Pourquoi ensuite l’état n’affecterait-il pas des fonds au reboisement des Alpes, comme il en affecte à tant d’autres travaux qui intéressent l’utilité générale ? Pense-t-on que ses deniers seraient mal employés à empêcher la ruine de l’un de ses départements ? L’état lui-même n’y gagnerait-il pas des forêts précieuses, dans un temps où les forêts deviennent de plus en plus rares ? — Tout à l’heure je reviendrai sur cet important sujet. J’essayerai de faire voir qu’il y a ici pour l’état une mission à accomplir, qu’il ne peut ni méconnaître ni repousser.

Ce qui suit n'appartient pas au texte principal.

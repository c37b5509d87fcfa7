//! # Frame-Paced Control Loop
//!
//! Drives a [`LearningEngine`] against an environment reached only through
//! the [`Perception`], [`Actuator`] and [`CommandSource`] traits. One cycle:
//!
//! 1. drain operator commands;
//! 2. pick an action (policy, or the operator's last action in manual mode);
//! 3. sense the next frame and shape the reward;
//! 4. record the transition and give the trainer a chance to run;
//! 5. sleep whatever is left of the frame budget.
//!
//! Errors from the engine or the actuator are logged and the loop keeps the
//! parameters it holds. Only a perception failure ends an attempt early.

use log::{debug, info, warn};
use ndarray::Array1;
use std::sync::atomic::{AtomicBool, Ordering};
use std::sync::Arc;
use std::thread;
use std::time::{Duration, Instant};

use crate::agent::{ControlSource, LearningEngine, OperatingContext, TrainOutcome};
use crate::error::Result;
use crate::perception::{RewardShaper, ScanArea};

/// Exploration rate written by [`OperatorCommand::ResetExploration`]
pub const RESET_EXPLORATION_RATE: f32 = 0.5;
/// Default value for [`OperatorCommand::SetExploration`] frontends
pub const OVERRIDE_EXPLORATION_RATE: f32 = 0.10;
/// Shortest wait before retrying an attempt that could not start
pub const START_RETRY_DELAY: Duration = Duration::from_millis(10);

/// One sensed frame
#[derive(Debug, Clone, PartialEq)]
pub struct Frame {
    pub state: Array1<f32>,
    pub context: OperatingContext,
    pub crashed: bool,
    pub completed: bool,
}

impl Frame {
    pub fn is_terminal(&self) -> bool {
        self.crashed || self.completed
    }
}

pub trait Perception {
    fn sense(&mut self) -> Result<Frame>;

    /// Called before the first frame of every attempt.
    fn begin_attempt(&mut self) {}
}

pub trait Actuator {
    fn perform(&mut self, action: usize, context: OperatingContext) -> Result<()>;

    /// Bring the environment back to the start of a level.
    fn restart(&mut self) -> Result<()>;
}

pub trait CommandSource {
    fn poll(&mut self) -> Vec<OperatorCommand>;
}

/// Operator requests, applied at the start of a cycle
#[derive(Debug, Clone, Copy, PartialEq)]
pub enum OperatorCommand {
    ToggleDebug,
    EnterManual,
    ExitManual,
    ManualAction(usize),
    Save,
    Load,
    ResetExploration,
    SetExploration(f32),
    Quit,
}

/// A command source that never issues anything
#[derive(Debug, Clone, Copy, Default)]
pub struct NoCommands;

impl CommandSource for NoCommands {
    fn poll(&mut self) -> Vec<OperatorCommand> {
        Vec::new()
    }
}

/// Fixed per-frame time budget
#[derive(Debug, Clone, Copy)]
pub struct FramePacer {
    budget: Duration,
}

impl FramePacer {
    pub fn new(budget: Duration) -> Self {
        FramePacer { budget }
    }

    pub fn from_millis(millis: u64) -> Self {
        Self::new(Duration::from_millis(millis))
    }

    pub fn budget(&self) -> Duration {
        self.budget
    }

    /// Time left in the budget after `elapsed`; zero once it is overrun.
    pub fn remaining(&self, elapsed: Duration) -> Duration {
        self.budget.saturating_sub(elapsed)
    }

    /// Sleep out the rest of a frame that began at `started`.
    pub fn pace(&self, started: Instant) {
        let remaining = self.remaining(started.elapsed());
        if !remaining.is_zero() {
            thread::sleep(remaining);
        }
    }
}

/// Cooperative cancellation shared with other threads
#[derive(Debug, Clone, Default)]
pub struct StopHandle(Arc<AtomicBool>);

impl StopHandle {
    pub fn new() -> Self {
        Self::default()
    }

    pub fn stop(&self) {
        self.0.store(true, Ordering::SeqCst);
    }

    pub fn is_stopped(&self) -> bool {
        self.0.load(Ordering::SeqCst)
    }
}

/// How an attempt ended
#[derive(Debug, Clone, Copy, PartialEq, Eq)]
pub enum AttemptEnd {
    Crashed,
    Completed,
    Stopped,
    PerceptionFailed,
}

#[derive(Debug, Clone, PartialEq)]
pub struct AttemptSummary {
    pub attempt: usize,
    pub frames: usize,
    pub duration: Duration,
    pub progress: f32,
    pub context: OperatingContext,
    pub exploration_rate: f32,
    pub end: AttemptEnd,
}

#[derive(Debug, Clone, Default, PartialEq)]
pub struct SessionStats {
    pub attempts: usize,
    /// Attempts abandoned before their first frame
    pub failed_starts: usize,
    pub frames: usize,
    pub training_steps: usize,
    pub best_attempt_secs: f32,
    pub best_progress: f32,
    /// Exponential moving average of cycle time
    pub average_frame_ms: f32,
    pub last_loss: Option<f32>,
}

impl SessionStats {
    fn record_frame(&mut self, elapsed: Duration) {
        let ms = elapsed.as_secs_f32() * 1000.0;
        self.average_frame_ms = self.average_frame_ms * 0.9 + ms * 0.1;
        self.frames += 1;
    }

    fn record_attempt(&mut self, summary: &AttemptSummary) {
        self.attempts += 1;
        self.best_attempt_secs = self.best_attempt_secs.max(summary.duration.as_secs_f32());
        self.best_progress = self.best_progress.max(summary.progress);
    }
}

pub struct ControlLoop<P, A, C> {
    engine: LearningEngine,
    perception: P,
    actuator: A,
    commands: C,
    shaper: RewardShaper,
    pacer: FramePacer,
    stop: StopHandle,
    restart_delay: Duration,
    manual: bool,
    manual_action: usize,
    debug: bool,
    stats: SessionStats,
}

impl<P: Perception, A: Actuator, C: CommandSource> ControlLoop<P, A, C> {
    pub fn new(engine: LearningEngine, perception: P, actuator: A, commands: C, scan: ScanArea) -> Self {
        let pacer = FramePacer::from_millis(engine.config().frame_budget_ms);
        ControlLoop {
            engine,
            perception,
            actuator,
            commands,
            shaper: RewardShaper::new(scan),
            pacer,
            stop: StopHandle::new(),
            restart_delay: Duration::ZERO,
            manual: false,
            manual_action: 0,
            debug: false,
            stats: SessionStats::default(),
        }
    }

    /// Pause between the end of an attempt and the restart.
    pub fn with_restart_delay(mut self, delay: Duration) -> Self {
        self.restart_delay = delay;
        self
    }

    pub fn with_pacer(mut self, pacer: FramePacer) -> Self {
        self.pacer = pacer;
        self
    }

    pub fn stop_handle(&self) -> StopHandle {
        self.stop.clone()
    }

    pub fn engine(&self) -> &LearningEngine {
        &self.engine
    }

    pub fn engine_mut(&mut self) -> &mut LearningEngine {
        &mut self.engine
    }

    pub fn into_engine(self) -> LearningEngine {
        self.engine
    }

    pub fn perception(&self) -> &P {
        &self.perception
    }

    pub fn actuator(&self) -> &A {
        &self.actuator
    }

    pub fn stats(&self) -> &SessionStats {
        &self.stats
    }

    pub fn is_manual(&self) -> bool {
        self.manual
    }

    pub fn debug_enabled(&self) -> bool {
        self.debug
    }

    /// Run attempts until stopped or `max_attempts` have been tried.
    ///
    /// An attempt that fails to start counts toward the bound and is retried
    /// no sooner than one frame budget later.
    pub fn run(&mut self, max_attempts: Option<usize>) -> SessionStats {
        while !self.stop.is_stopped() {
            let tried = self.stats.attempts + self.stats.failed_starts;
            if max_attempts.map_or(false, |max| tried >= max) {
                break;
            }
            match self.run_attempt() {
                Ok(summary) => {
                    if summary.end == AttemptEnd::Stopped {
                        break;
                    }
                }
                Err(e) => {
                    warn!("Attempt could not start: {}", e);
                    self.stats.failed_starts += 1;
                    if self.stop.is_stopped() {
                        break;
                    }
                    thread::sleep(self.pacer.budget().max(START_RETRY_DELAY));
                    self.restart();
                }
            }
        }
        self.stats.clone()
    }

    /// Play one attempt from level start to crash, completion or stop.
    pub fn run_attempt(&mut self) -> Result<AttemptSummary> {
        self.perception.begin_attempt();
        self.shaper.reset();
        let mut frame = self.perception.sense()?;

        let attempt = self.engine.begin_attempt();
        let started = Instant::now();
        let mut frames = 0;
        let mut context = frame.context;

        let end = loop {
            let cycle_start = Instant::now();
            self.handle_commands(frame.context);
            if self.stop.is_stopped() {
                break AttemptEnd::Stopped;
            }

            context = frame.context;
            let next = match self.step(&frame) {
                Ok(next) => next,
                Err(e) => {
                    warn!("Perception failed during attempt {}: {}", attempt, e);
                    break AttemptEnd::PerceptionFailed;
                }
            };
            frames += 1;
            self.stats.record_frame(cycle_start.elapsed());
            self.pacer.pace(cycle_start);

            if next.crashed {
                break AttemptEnd::Crashed;
            }
            if next.completed {
                break AttemptEnd::Completed;
            }
            frame = next;
        };

        let exploration_rate = self.engine.finish_attempt(context);
        let summary = AttemptSummary {
            attempt,
            frames,
            duration: started.elapsed(),
            progress: self.shaper.progress(),
            context,
            exploration_rate,
            end,
        };
        self.stats.record_attempt(&summary);
        self.log_attempt(&summary);

        if end != AttemptEnd::Stopped {
            self.restart();
        }
        Ok(summary)
    }

    /// One decision cycle starting from `frame`; returns the next frame.
    pub fn step(&mut self, frame: &Frame) -> Result<Frame> {
        let (action, source) = if self.manual {
            (self.manual_action, ControlSource::Manual)
        } else {
            let action = self.choose_action(frame);
            if let Err(e) = self.actuator.perform(action, frame.context) {
                warn!("Actuator failed on action {}: {}", action, e);
            }
            (action, ControlSource::Agent)
        };

        let next = self.perception.sense()?;
        let reward = self.shaper.reward(frame.context, action, next.state.view(), next.crashed);

        if let Err(e) = self.engine.observe(
            frame.state.clone(),
            action,
            reward,
            next.state.clone(),
            next.is_terminal(),
            source,
        ) {
            warn!("Transition rejected: {}", e);
        }

        if self.engine.has_network() {
            match self.engine.maybe_train() {
                Ok(TrainOutcome::Trained(stats)) => {
                    self.stats.training_steps += 1;
                    self.stats.last_loss = Some(stats.loss);
                    if self.debug {
                        info!(
                            "Trained with batch of {}. Learning rate: {:.5}",
                            stats.batch_size, stats.learning_rate
                        );
                    }
                }
                Ok(TrainOutcome::Skipped(_)) => {}
                Err(e) => warn!("Training step failed: {}", e),
            }
        }

        Ok(next)
    }

    fn choose_action(&mut self, frame: &Frame) -> usize {
        match self.engine.select_action(frame.context, frame.state.view()) {
            Ok(action) => action,
            Err(e) => {
                debug!("Falling back to action 0: {}", e);
                0
            }
        }
    }

    /// Drain and apply pending operator commands.
    pub fn handle_commands(&mut self, context: OperatingContext) {
        for command in self.commands.poll() {
            self.apply(command, context);
        }
    }

    fn apply(&mut self, command: OperatorCommand, context: OperatingContext) {
        match command {
            OperatorCommand::ToggleDebug => {
                self.debug = !self.debug;
                info!("Debug output {}", if self.debug { "enabled" } else { "disabled" });
            }
            OperatorCommand::EnterManual => {
                self.manual = true;
                self.manual_action = 0;
                info!("Manual control enabled");
            }
            OperatorCommand::ExitManual => {
                self.manual = false;
                info!("Manual control disabled");
            }
            OperatorCommand::ManualAction(action) => {
                if !self.manual {
                    debug!("Ignoring manual action {} outside manual mode", action);
                    return;
                }
                let actions = self.engine.config().network.output_size;
                if action >= actions {
                    warn!("Ignoring manual action {}: only {} actions available", action, actions);
                    return;
                }
                if let Err(e) = self.actuator.perform(action, context) {
                    warn!("Actuator failed on manual action {}: {}", action, e);
                }
                self.manual_action = action;
            }
            OperatorCommand::Save => match self.engine.save_default() {
                Ok(()) => {}
                Err(e) => warn!("Saving network failed: {}", e),
            },
            OperatorCommand::Load => match self.engine.load_default() {
                Ok(()) => {}
                Err(e) => warn!("Loading network failed, keeping current weights: {}", e),
            },
            OperatorCommand::ResetExploration => {
                if let Err(e) = self.engine.reset_exploration(context, RESET_EXPLORATION_RATE) {
                    warn!("{}", e);
                }
            }
            OperatorCommand::SetExploration(value) => {
                if let Err(e) = self.engine.set_exploration(context, value) {
                    warn!("{}", e);
                }
            }
            OperatorCommand::Quit => {
                info!("Stopping session");
                self.stop.stop();
            }
        }
    }

    fn restart(&mut self) {
        if !self.restart_delay.is_zero() {
            thread::sleep(self.restart_delay);
        }
        if let Err(e) = self.actuator.restart() {
            warn!("Restart failed: {}", e);
        }
    }

    fn log_attempt(&self, summary: &AttemptSummary) {
        debug!(
            "Attempt {} ended ({:?}) after {} frames, progress {:.3}",
            summary.attempt, summary.end, summary.frames, summary.progress
        );
        if summary.attempt % 10 == 0 {
            info!(
                "Attempt {}: best time {:.1}s, {} exploration {:.3}, avg frame {:.1}ms, replay {}",
                summary.attempt,
                self.stats.best_attempt_secs,
                summary.context,
                summary.exploration_rate,
                self.stats.average_frame_ms,
                self.engine.trainer().replay().len()
            );
        }
    }
}
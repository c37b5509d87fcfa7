use ndarray::{Array1, Array2, ArrayView2};

/// An enumeration of the activation functions a dense layer can apply.
#[derive(Clone, Copy, Debug, PartialEq, Eq, Default)]
pub enum Activation {
    #[default]
    Relu,
    Linear,
}

impl Activation {
    /// Apply the activation function to an input array in-place.
    pub fn apply(&self, input: &mut Array1<f32>) {
        match self {
            Activation::Relu => {
                input.mapv_inplace(|v| v.max(0.0));
            }
            Activation::Linear => {}
        }
    }

    /// Apply the activation function to a batch of input arrays in-place.
    pub fn apply_batch(&self, inputs: &mut Array2<f32>) {
        match self {
            Activation::Relu => {
                inputs.mapv_inplace(|v| v.max(0.0));
            }
            Activation::Linear => {}
        }
    }

    /// Derivative with respect to the pre-activation values of a batch.
    /// ReLU gates at exactly zero: a unit whose pre-activation is `0.0` passes no gradient.
    pub fn derivative_batch(&self, pre_activation: ArrayView2<f32>) -> Array2<f32> {
        match self {
            Activation::Relu => {
                pre_activation.mapv(|v| if v > 0.0 { 1.0 } else { 0.0 })
            }
            Activation::Linear => {
                Array2::ones(pre_activation.dim())
            }
        }
    }
}
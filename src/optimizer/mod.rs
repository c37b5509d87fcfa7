pub mod lr_scheduler;

use ndarray::{Array1, Array2};

pub use lr_scheduler::LearningRateScheduler;

pub trait Optimizer {
    fn update_weights(&mut self, weights: &mut Array2<f32>, gradients: &Array2<f32>, learning_rate: f32);
    fn update_biases(&mut self, biases: &mut Array1<f32>, gradients: &Array1<f32>, learning_rate: f32);
}

/// Plain gradient descent: `param -= learning_rate * gradient`.
#[derive(Debug, Clone, Copy, Default)]
pub struct SGD;

impl SGD {
    pub fn new() -> SGD {
        SGD
    }
}

impl Optimizer for SGD {
    fn update_weights(&mut self, weights: &mut Array2<f32>, gradients: &Array2<f32>, learning_rate: f32) {
        weights.zip_mut_with(gradients, |w, &g| *w -= g * learning_rate);
    }

    fn update_biases(&mut self, biases: &mut Array1<f32>, gradients: &Array1<f32>, learning_rate: f32) {
        biases.zip_mut_with(gradients, |b, &g| *b -= g * learning_rate);
    }
}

  1. La loi du 20 juillet 1837, art. 2.

    Cette loi amène ici des résultats déplorables, contre lesquels les administrations locales ont vainement réclamé. Les bois exigent ici, à égalité de superficie, autant et plus de surveillance que partout ailleurs, et ils rapportent beaucoup moins. Par conséquent, la loi qui force les communes de ce département à payer les frais de cette surveillance, les charge d’un impôt très-lourd, tandis qu’elle allège au contraire les départements dont les bois sont productifs. Ici, où les forêts portent surtout le caractère d’utilité publique, la loi écrase les propriétaires ; là, où les forêts sont beaucoup moins nécessaires, elle les soulage.